L’auteur de cette tragédie, Shane D. Tamura, un jeune homme américain de 27 ans, a traversé des milliers de kilomètres depuis Las Vegas avec un seul objectif : s’attaquer à la NFL. Confus et désespéré, il a confondu les étages de l’immeuble et a commencé à tirer sur des civils innocents. Avant de se donner la mort, Tamura a laissé une lettre dans laquelle il blâmait la ligue de football pour ses troubles mentaux, une accusation dénuée de tout lien réel avec ses activités sportives passées, puisqu’il n’avait jamais porté les couleurs de la NFL, malgré ses exploits au lycée.
Ce drame a relancé en pleine lumière le débat sur la violence armée, la santé mentale et la sécurité publique aux États-Unis. La famille d’Allan, quant à elle, reste dans l’attente de réponses officielles, sans aucun contact de la part des autorités fédérales.
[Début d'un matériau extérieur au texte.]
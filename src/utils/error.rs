//! Error types for talking to the hiking platform
//!
//! The variants map onto how workers react: an auth failure aborts the cycle,
//! a fetch failure skips one item, a structural failure aborts the cycle because
//! the batch itself could not be defined.

use thiserror::Error;

/// Why a single external lookup failed
#[derive(Error, Debug)]
pub enum FetchError {
    /// HTTP transport error
    #[error("HTTP request failed: {0}")]
    Http(#[from] reqwest::Error),

    /// The requested resource does not exist on the platform
    #[error("Resource not found: {0}")]
    NotFound(String),

    /// Non-success status other than 404
    #[error("Unexpected status {status} from {url}")]
    Status { status: u16, url: String },

    /// The page loaded but the expected element was missing or malformed
    #[error("Failed to parse {what}: {reason}")]
    Parse { what: &'static str, reason: String },

    /// Invalid URL
    #[error("Invalid URL: {0}")]
    InvalidUrl(String),
}

impl FetchError {
    pub fn parse(what: &'static str, reason: impl Into<String>) -> Self {
        Self::Parse {
            what,
            reason: reason.into(),
        }
    }

    /// Server-side or transport hiccups worth retrying
    pub fn is_transient(&self) -> bool {
        match self {
            Self::Http(e) => e.is_timeout() || e.is_connect() || e.is_request(),
            Self::Status { status, .. } => *status == 429 || *status >= 500,
            _ => false,
        }
    }
}

/// Errors returned by a [`crate::platform::PlatformClient`]
#[derive(Error, Debug)]
pub enum PlatformError {
    /// Login was rejected or produced no session cookie
    #[error("Authentication failed: {0}")]
    Auth(String),

    /// One item's lookup failed
    #[error("Fetch failed: {0}")]
    Fetch(#[from] FetchError),

    /// The call that defines a whole batch failed
    #[error("Could not retrieve batch: {0}")]
    Structural(String),
}

impl PlatformError {
    pub fn auth(reason: impl Into<String>) -> Self {
        Self::Auth(reason.into())
    }

    pub fn structural(reason: impl std::fmt::Display) -> Self {
        Self::Structural(reason.to_string())
    }

    pub fn is_not_found(&self) -> bool {
        matches!(self, Self::Fetch(FetchError::NotFound(_)))
    }

    pub fn is_transient(&self) -> bool {
        match self {
            Self::Fetch(e) => e.is_transient(),
            _ => false,
        }
    }
}

#[cfg(test)]
mod tests {
    use super::*;

    #[test]
    fn test_status_transient() {
        let server = FetchError::Status {
            status: 503,
            url: "https://example.com".to_string(),
        };
        assert!(server.is_transient());

        let throttled = FetchError::Status {
            status: 429,
            url: "https://example.com".to_string(),
        };
        assert!(throttled.is_transient());

        let forbidden = FetchError::Status {
            status: 403,
            url: "https://example.com".to_string(),
        };
        assert!(!forbidden.is_transient());
    }

    #[test]
    fn test_not_found_is_not_transient() {
        let err = PlatformError::from(FetchError::NotFound("/routes/1/".to_string()));
        assert!(err.is_not_found());
        assert!(!err.is_transient());
    }

    #[test]
    fn test_display() {
        let err = PlatformError::from(FetchError::parse("user points", "no digits"));
        assert_eq!(
            err.to_string(),
            "Fetch failed: Failed to parse user points: no digits"
        );
        assert!(PlatformError::auth("bad password")
            .to_string()
            .contains("bad password"));
    }
}
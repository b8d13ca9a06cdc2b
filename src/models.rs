// Core data structures for the rating-gain tracker

use chrono::{DateTime, Utc};
use serde::{Deserialize, Serialize};
use std::fmt;

/// Platform account used to log in
#[derive(Debug, Clone, PartialEq, Eq, Serialize, Deserialize)]
pub struct Account {
    pub username: String,
    #[serde(skip_serializing)]
    pub secret: String,
}

impl Account {
    pub fn new(username: impl Into<String>, secret: impl Into<String>) -> Self {
        Self {
            username: username.into(),
            secret: secret.into(),
        }
    }
}

/// Authenticated platform session, cached per username
#[derive(Debug, Clone, PartialEq, Eq, Serialize, Deserialize)]
pub struct Session {
    pub username: String,
    pub session_id: String,
    /// CSRF cookie obtained at login; not persisted
    #[serde(default, skip_serializing_if = "Option::is_none")]
    pub csrf_token: Option<String>,
    pub acquired_at: DateTime<Utc>,
}

impl Session {
    pub fn new(username: impl Into<String>, session_id: impl Into<String>) -> Self {
        Self {
            username: username.into(),
            session_id: session_id.into(),
            csrf_token: None,
            acquired_at: Utc::now(),
        }
    }

    pub fn with_acquired_at(mut self, at: DateTime<Utc>) -> Self {
        self.acquired_at = at;
        self
    }

    /// Age of the session relative to `now`
    pub fn age(&self, now: DateTime<Utc>) -> chrono::Duration {
        now - self.acquired_at
    }

    /// Value for the `Cookie` request header
    pub fn cookie_header(&self) -> String {
        match &self.csrf_token {
            Some(csrf) => format!("sessionid={}; csrftoken={}", self.session_id, csrf),
            None => format!("sessionid={}", self.session_id),
        }
    }
}

/// Activity tag attached to platform events
#[derive(Debug, Clone, PartialEq, Eq, Hash, Serialize, Deserialize)]
#[serde(from = "String", into = "String")]
pub enum ActivityKind {
    Hiking,
    Other(String),
}

impl ActivityKind {
    /// Platform code for hiking events
    pub const HIKING_CODE: &'static str = "HI";

    pub fn code(&self) -> &str {
        match self {
            Self::Hiking => Self::HIKING_CODE,
            Self::Other(code) => code,
        }
    }

    pub fn is_hiking(&self) -> bool {
        matches!(self, Self::Hiking)
    }
}

impl From<String> for ActivityKind {
    fn from(code: String) -> Self {
        if code.eq_ignore_ascii_case(Self::HIKING_CODE) {
            Self::Hiking
        } else {
            Self::Other(code)
        }
    }
}

impl From<&str> for ActivityKind {
    fn from(code: &str) -> Self {
        Self::from(code.to_string())
    }
}

impl From<ActivityKind> for String {
    fn from(kind: ActivityKind) -> Self {
        kind.code().to_string()
    }
}

impl fmt::Display for ActivityKind {
    fn fmt(&self, f: &mut fmt::Formatter<'_>) -> fmt::Result {
        f.write_str(self.code())
    }
}

/// Route data embedded in an event listing
#[derive(Debug, Clone, PartialEq, Serialize, Deserialize, Default)]
pub struct RouteSummary {
    #[serde(rename = "route_id")]
    pub id: i64,
    #[serde(rename = "route_title", default)]
    pub title: String,
    #[serde(rename = "elevation_gain", default)]
    pub elevation: i64,
    #[serde(default)]
    pub distance: f64,
    #[serde(rename = "sac_scale", default)]
    pub scale: String,
}

/// Concluded platform event
#[derive(Debug, Clone, PartialEq, Serialize, Deserialize)]
pub struct Event {
    pub id: i64,
    pub title: String,
    pub activity: ActivityKind,
    pub route: RouteSummary,
    pub start_time: DateTime<Utc>,
    pub participant_ids: Vec<i64>,
    pub organizer_id: Option<i64>,
}

impl Event {
    pub fn is_hiking(&self) -> bool {
        self.activity.is_hiking()
    }
}

/// Row of the `events` table
#[derive(Debug, Clone, PartialEq, Eq, Serialize, Deserialize)]
pub struct EventRecord {
    pub id: i64,
    pub title: String,
    pub route_id: i64,
    pub points: Option<i64>,
    pub organizer_id: Option<i64>,
}

impl EventRecord {
    pub fn from_event(event: &Event, route_points: Option<i64>) -> Self {
        Self {
            id: event.id,
            title: event.title.clone(),
            route_id: event.route.id,
            points: route_points,
            organizer_id: event.organizer_id,
        }
    }
}

/// Cached route metadata
#[derive(Debug, Clone, PartialEq, Serialize, Deserialize)]
pub struct RouteRecord {
    pub id: i64,
    pub title: String,
    pub elevation: i64,
    pub distance: f64,
    pub scale: String,
    /// Filled lazily the first time the route's rating is discovered
    pub rating_points: Option<i64>,
}

impl From<&RouteSummary> for RouteRecord {
    fn from(summary: &RouteSummary) -> Self {
        Self {
            id: summary.id,
            title: summary.title.clone(),
            elevation: summary.elevation,
            distance: summary.distance,
            scale: summary.scale.clone(),
            rating_points: None,
        }
    }
}

/// Rating snapshot of one participant around one event
#[derive(Debug, Clone, PartialEq, Eq, Serialize, Deserialize)]
pub struct GainRecord {
    pub event_id: i64,
    pub user_id: i64,
    pub route_points: i64,
    pub points_before: i64,
    pub points_after: Option<i64>,
    pub event_date: DateTime<Utc>,
}

impl GainRecord {
    /// New pending record with no `points_after` yet
    pub fn pending(
        event_id: i64,
        user_id: i64,
        route_points: i64,
        points_before: i64,
        event_date: DateTime<Utc>,
    ) -> Self {
        Self {
            event_id,
            user_id,
            route_points,
            points_before,
            points_after: None,
            event_date,
        }
    }

    pub fn is_dangling(&self) -> bool {
        self.points_after.is_none()
    }

    pub fn gain(&self) -> Option<i64> {
        self.points_after.map(|after| after - self.points_before)
    }
}

/// Reduced view of a completed gain, used for model fitting exports
#[derive(Debug, Clone, Copy, PartialEq, Eq, Serialize, Deserialize)]
pub struct GainSample {
    pub route_points: i64,
    pub points_before: i64,
    pub points_after: i64,
}

/// Outcome counters of one worker cycle
#[derive(Debug, Clone, Copy, Default, PartialEq, Eq, Serialize)]
pub struct CycleReport {
    /// Items handled successfully
    pub processed: usize,
    /// Items skipped by a filter or guard
    pub skipped: usize,
    /// Items whose processing failed
    pub failed: usize,
    /// Items left untouched because a stop was requested
    pub abandoned: usize,
}

impl CycleReport {
    pub fn merge(&mut self, other: CycleReport) {
        self.processed += other.processed;
        self.skipped += other.skipped;
        self.failed += other.failed;
        self.abandoned += other.abandoned;
    }
}

#[cfg(test)]
mod tests {
    use super::*;
    use chrono::TimeZone;

    #[test]
    fn test_activity_kind_from_code() {
        assert_eq!(ActivityKind::from("HI"), ActivityKind::Hiking);
        assert_eq!(ActivityKind::from("hi"), ActivityKind::Hiking);
        assert_eq!(
            ActivityKind::from("SK"),
            ActivityKind::Other("SK".to_string())
        );
        assert_eq!(String::from(ActivityKind::Hiking), "HI");
    }

    #[test]
    fn test_session_cookie_header() {
        let mut session = Session::new("alice", "abc");
        assert_eq!(session.cookie_header(), "sessionid=abc");

        session.csrf_token = Some("tok".to_string());
        assert_eq!(session.cookie_header(), "sessionid=abc; csrftoken=tok");
    }

    #[test]
    fn test_session_age() {
        let at = Utc.with_ymd_and_hms(2024, 6, 1, 10, 0, 0).unwrap();
        let session = Session::new("alice", "abc").with_acquired_at(at);
        let now = at + chrono::Duration::hours(2);
        assert_eq!(session.age(now), chrono::Duration::hours(2));
    }

    #[test]
    fn test_gain_record_gain() {
        let date = Utc.with_ymd_and_hms(2024, 6, 1, 10, 0, 0).unwrap();
        let mut record = GainRecord::pending(1, 7, 300, 120, date);
        assert!(record.is_dangling());
        assert_eq!(record.gain(), None);

        record.points_after = Some(140);
        assert!(!record.is_dangling());
        assert_eq!(record.gain(), Some(20));
    }

    #[test]
    fn test_account_secret_not_serialized() {
        let account = Account::new("alice", "hunter2");
        let json = serde_json::to_string(&account).unwrap();
        assert!(json.contains("alice"));
        assert!(!json.contains("hunter2"));
    }

    #[test]
    fn test_cycle_report_merge() {
        let mut total = CycleReport {
            processed: 1,
            ..Default::default()
        };
        total.merge(CycleReport {
            processed: 2,
            skipped: 1,
            failed: 1,
            abandoned: 3,
        });
        assert_eq!(total.processed, 3);
        assert_eq!(total.skipped, 1);
        assert_eq!(total.failed, 1);
        assert_eq!(total.abandoned, 3);
    }
}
De leur côté, les habitants des Gonaïves, leur ville natale, vivent dans la douleur, leur sentiment d’injustice amplifié par la perte soudaine d’un fils, d’un frère, d’un père.
Dans cette ville comme dans toute la nation, cette tragédie soulève des questions profondes : jusqu’où la société doit-elle aller pour protéger ses citoyens ? Et comment faire en sorte que de telles pertes ne se répètent plus ? La disparition d’Allan Étienne laisse un vide immense, mais aussi un cri silencieux pour une réflexion collective sur la sécurité et la compassion.